Le pauvre amour d' un couple de paysans de Saône-et-Loire lui avait donné la vie, certes, dans la cuisine d' un corps de ferme, mais la vie quand même. C' était un matin brumeux, quelque-part dans les pâturages autour du village de Buxy, au cours de l' automne 1931. Il y avait des vaches dans les patures humides, des poules et un coq dans le poulailler fermé par un fin grillage torsadé, des lapins dans des cages de bois, des cochons couverts de plaques de boue dans la paille. Le grand maronnier devant l' entrée avait revêtu son habit de saison, de grandes palmes brunes et frippées pendaient vers le sol, le vent avait complètement dénudé les branches de la cîme et des marrons jonchaient et roulaient sur le sol couvert de gravillons gris clairs, comme les murs en pierre de taille du bâtiment. Un tracteur Fordson de 1920 trônait devant le grange remplie de fourrage, une herse à trois lames attachée à l' arrière, une tâche bleu clair éblouissante dans cet univers automnal. René est né les deux mains dans la terre, entre les jambes de sa mère et sa jupe plissée, le cordon ombilical coupé avec la même paire de ciseaux qui servait à trancher le coup des poulets, emmailloté dans les draps du lit conjugal. Puis à 17h30, le père est parti traire les vaches, et comme le soir arrivait, de la buée s' est formée sur les vitres des fenêtres, entre les joints de mastic qui craquelaient sous la peinture écaillée. Et le fourneau lançait de belles flammes, et les pis des vaches crachaient le lait, et une chouette pivotait la tête dans le grenier, et le bébé pleurait dans les bras maternels.
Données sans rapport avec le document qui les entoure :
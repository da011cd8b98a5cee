use serde::{Deserialize, Serialize};

// --- tiktok-scraper2: hashtag video listing ---

/// Response of `GET /hashtag/videos`.
#[derive(Debug, Clone, Default, Deserialize)]
pub struct HashtagVideosResponse {
    #[serde(rename = "itemList", default)]
    pub item_list: Vec<VideoItem>,
    #[serde(default, deserialize_with = "flex::opt_i64")]
    pub cursor: Option<i64>,
    #[serde(rename = "hasMore", default, deserialize_with = "flex::bool_ish")]
    pub has_more: bool,
}

/// A single video from the hashtag listing. Every field is optional because
/// the upstream scraper omits whatever it failed to collect.
#[derive(Debug, Clone, Deserialize)]
pub struct VideoItem {
    #[serde(default, deserialize_with = "flex::opt_string")]
    pub id: Option<String>,
    pub desc: Option<String>,
    pub music: Option<VideoMusic>,
    pub author: Option<VideoAuthor>,
    #[serde(rename = "statsV2")]
    pub stats_v2: Option<VideoStats>,
}

#[derive(Debug, Clone, Deserialize)]
pub struct VideoMusic {
    #[serde(default, deserialize_with = "flex::opt_i64")]
    pub duration: Option<i64>,
}

#[derive(Debug, Clone, Deserialize)]
pub struct VideoAuthor {
    #[serde(default, deserialize_with = "flex::opt_string")]
    pub id: Option<String>,
    pub nickname: Option<String>,
}

/// Engagement counters. The API sends these as decimal strings.
#[derive(Debug, Clone, Deserialize)]
pub struct VideoStats {
    #[serde(rename = "diggCount", default, deserialize_with = "flex::opt_i64")]
    pub digg_count: Option<i64>,
    #[serde(rename = "commentCount", default, deserialize_with = "flex::opt_i64")]
    pub comment_count: Option<i64>,
    #[serde(rename = "shareCount", default, deserialize_with = "flex::opt_i64")]
    pub share_count: Option<i64>,
    #[serde(rename = "playCount", default, deserialize_with = "flex::opt_i64")]
    pub play_count: Option<i64>,
}

// --- scraptik: trending creators ---

/// Response of `GET /trending-creators`.
#[derive(Debug, Clone, Default, Deserialize)]
pub struct TrendingCreatorsResponse {
    #[serde(default)]
    pub user_list: Vec<TrendingUser>,
}

#[derive(Debug, Clone, Deserialize)]
pub struct TrendingUser {
    pub nickname: Option<String>,
    #[serde(default, deserialize_with = "flex::opt_i64")]
    pub follower_count: Option<i64>,
    #[serde(default, deserialize_with = "flex::opt_i64")]
    pub total_like_count: Option<i64>,
}

// --- scraptik: challenge categories ---

/// Query parameters for `GET /category-list`.
#[derive(Debug, Clone, Serialize)]
pub struct CategoryListQuery {
    pub count: u32,
    pub cursor: i64,
    pub region: String,
}

/// Response of `GET /category-list`.
#[derive(Debug, Clone, Default, Deserialize)]
pub struct CategoryListResponse {
    #[serde(default)]
    pub category_list: Vec<Category>,
    #[serde(default, deserialize_with = "flex::opt_i64")]
    pub cursor: Option<i64>,
    #[serde(default, deserialize_with = "flex::bool_ish")]
    pub has_more: bool,
}

#[derive(Debug, Clone, Deserialize)]
pub struct Category {
    pub challenge_info: Option<ChallengeInfo>,
}

#[derive(Debug, Clone, Deserialize)]
pub struct ChallengeInfo {
    pub cha_name: Option<String>,
    #[serde(default, deserialize_with = "flex::opt_i64")]
    pub use_count: Option<i64>,
    #[serde(default, deserialize_with = "flex::opt_i64")]
    pub view_count: Option<i64>,
    pub desc: Option<String>,
}

/// Lenient scalar decoding. Both APIs mix JSON numbers, numeric strings and
/// 0/1 booleans for the same field across endpoints.
mod flex {
    use serde::{Deserialize, Deserializer};

    #[derive(Deserialize)]
    #[serde(untagged)]
    enum Scalar {
        Bool(bool),
        Int(i64),
        Float(f64),
        Str(String),
    }

    pub fn opt_i64<'de, D: Deserializer<'de>>(d: D) -> Result<Option<i64>, D::Error> {
        Ok(match Option::<Scalar>::deserialize(d)? {
            Some(Scalar::Int(i)) => Some(i),
            Some(Scalar::Float(f)) if f.is_finite() => Some(f as i64),
            Some(Scalar::Str(s)) => s.trim().parse().ok(),
            _ => None,
        })
    }

    pub fn opt_string<'de, D: Deserializer<'de>>(d: D) -> Result<Option<String>, D::Error> {
        Ok(match Option::<Scalar>::deserialize(d)? {
            Some(Scalar::Str(s)) => Some(s),
            Some(Scalar::Int(i)) => Some(i.to_string()),
            Some(Scalar::Float(f)) => Some(f.to_string()),
            _ => None,
        })
    }

    pub fn bool_ish<'de, D: Deserializer<'de>>(d: D) -> Result<bool, D::Error> {
        Ok(match Option::<Scalar>::deserialize(d)? {
            Some(Scalar::Bool(b)) => b,
            Some(Scalar::Int(i)) => i != 0,
            Some(Scalar::Str(s)) => matches!(s.as_str(), "true" | "1"),
            _ => false,
        })
    }
}
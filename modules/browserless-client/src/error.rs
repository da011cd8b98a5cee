use thiserror::Error;

pub type Result<T> = std::result::Result<T, BrowserlessError>;

#[derive(Debug, Error)]
pub enum BrowserlessError {
    #[error("Network error: {0}")]
    Network(String),

    #[error("API error (status {status}): {message}")]
    Api { status: u16, message: String },

    #[error("Empty document returned for {0}")]
    EmptyDocument(String),
}

impl From<reqwest::Error> for BrowserlessError {
    fn from(err: reqwest::Error) -> Self {
        BrowserlessError::Network(err.to_string())
    }
}
// SocialApi: the third-party TikTok data APIs behind one trait, so the
// fetchers can run against MockSocialApi in tests.

use anyhow::Result;
use async_trait::async_trait;

use rapidapi_client::{
    CategoryListQuery, CategoryListResponse, HashtagVideosResponse, RapidApiClient,
    TrendingCreatorsResponse,
};

#[async_trait]
pub trait SocialApi: Send + Sync {
    /// One page of videos listed under a challenge id.
    async fn hashtag_videos(
        &self,
        challenge_id: &str,
        count: u32,
        cursor: Option<i64>,
    ) -> Result<HashtagVideosResponse>;

    /// Trending creators for a region.
    async fn trending_creators(&self, region: &str) -> Result<TrendingCreatorsResponse>;

    /// One page of hashtag challenge categories.
    async fn category_list(&self, query: &CategoryListQuery) -> Result<CategoryListResponse>;
}

#[async_trait]
impl SocialApi for RapidApiClient {
    async fn hashtag_videos(
        &self,
        challenge_id: &str,
        count: u32,
        cursor: Option<i64>,
    ) -> Result<HashtagVideosResponse> {
        Ok(self.hashtag_videos(challenge_id, count, cursor).await?)
    }

    async fn trending_creators(&self, region: &str) -> Result<TrendingCreatorsResponse> {
        Ok(self.trending_creators(region).await?)
    }

    async fn category_list(&self, query: &CategoryListQuery) -> Result<CategoryListResponse> {
        Ok(self.category_list(query).await?)
    }
}
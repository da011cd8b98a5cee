pub mod analysis;
pub mod fetchers;
pub mod hashtag_page;
pub mod pipeline;
pub mod ranking;
pub mod renderer;
pub mod report;
pub mod social;
#[cfg(any(test, feature = "test-support"))]
pub mod testing;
   La grande guerre était terminée depuis 13 années, et les éclats de métaux enfermés dans la chair de ses jambes faisaient encore souffrir son père. Alors ce jour d' automne, il fut soulagé d' avoir un fils, qui pourra aider dans les travaux agricoles, lorsque ses jambes ne le porteront plus.

   Puis le 3 septembre 1939, proche de ses 8 ans, René vit venir ce qu' il n' avait encore jamais connu, il portait un pantalon en lin soutenu par une paire de bretelles croisées dans le dos, et par dessous, une chemise de coton dont le bouton du col était ouvert, ses cheveux clairs, mi-longs, volaient dans le vent. Depuis la fenêtre ouverte, la radio familiale l' annonçait; le début de la guerre après l' envahissement de la Pologne par les troupes allemandes.

   A l' école, on lui inculquait, à lui et aux autres enfants, le respect de la patrie et le devoir des hommes au combat. Il ne comprenait pas, pourquoi il fallait mourir pour son pays, pourquoi on pouvait recevoir des médailles même après la mort, pourquoi les allemands se sentaient si puissants et forts. Mais il savait pour quelles raisons les souris avaient peur des chats, pour quelles raisons les lapins détalaient en exibant leurs queues blanches quand l' aigle apparaissait dans le ciel en poussant de longs glatissements, pour quelles raisons le petit du coucou expulsait du nid les autres oisillons, de même que l' homme se méfiait des serpents, de la femelle du sanglier en présence de ses petits, que les fourmis dressaient leurs dards lorsqu' on passait la main au dessus de la fourmilière, mais il sagissait là d' espèces différentes, qui s' évitaient ou s' attaquaient par nature, il n' avait jamais vu d' animaux de la même espèce s' attaquer entre eux, de plus pour des raisons qui lui échappaient.

   René n' avait pas l' âge de partir au front, il n' avait donc pas été mobilisé. Son père non plus, agé de 53ans et les genoux fragiles, n' était pas parti prendre les armes.

   Pourtant, au printemps de l' année 1941, un drame laissa René seul sur la route de la vie. Il y avait des paquerettes dans les paturâges et des tapis de pervenches dans les bois, l' église du village exposait son clocher au vent chargé de soleil et de pollens, et le sang rouge de ses parents teintait le cuir clair des sièges de la voiture familiale, coulait le long des coutures. A l' entrée du village, le véhicule, emporté par son élan, avait parcouru une quinzaine de mètres avant de s' immobiliser, criblé de trous bien ronds, leur vies s' étaient arrêtées au milieu des balles ennemies et résistantes, comme ça, au cours d' un contrôle routier, pendant que leur fils nettoyait le poulailler.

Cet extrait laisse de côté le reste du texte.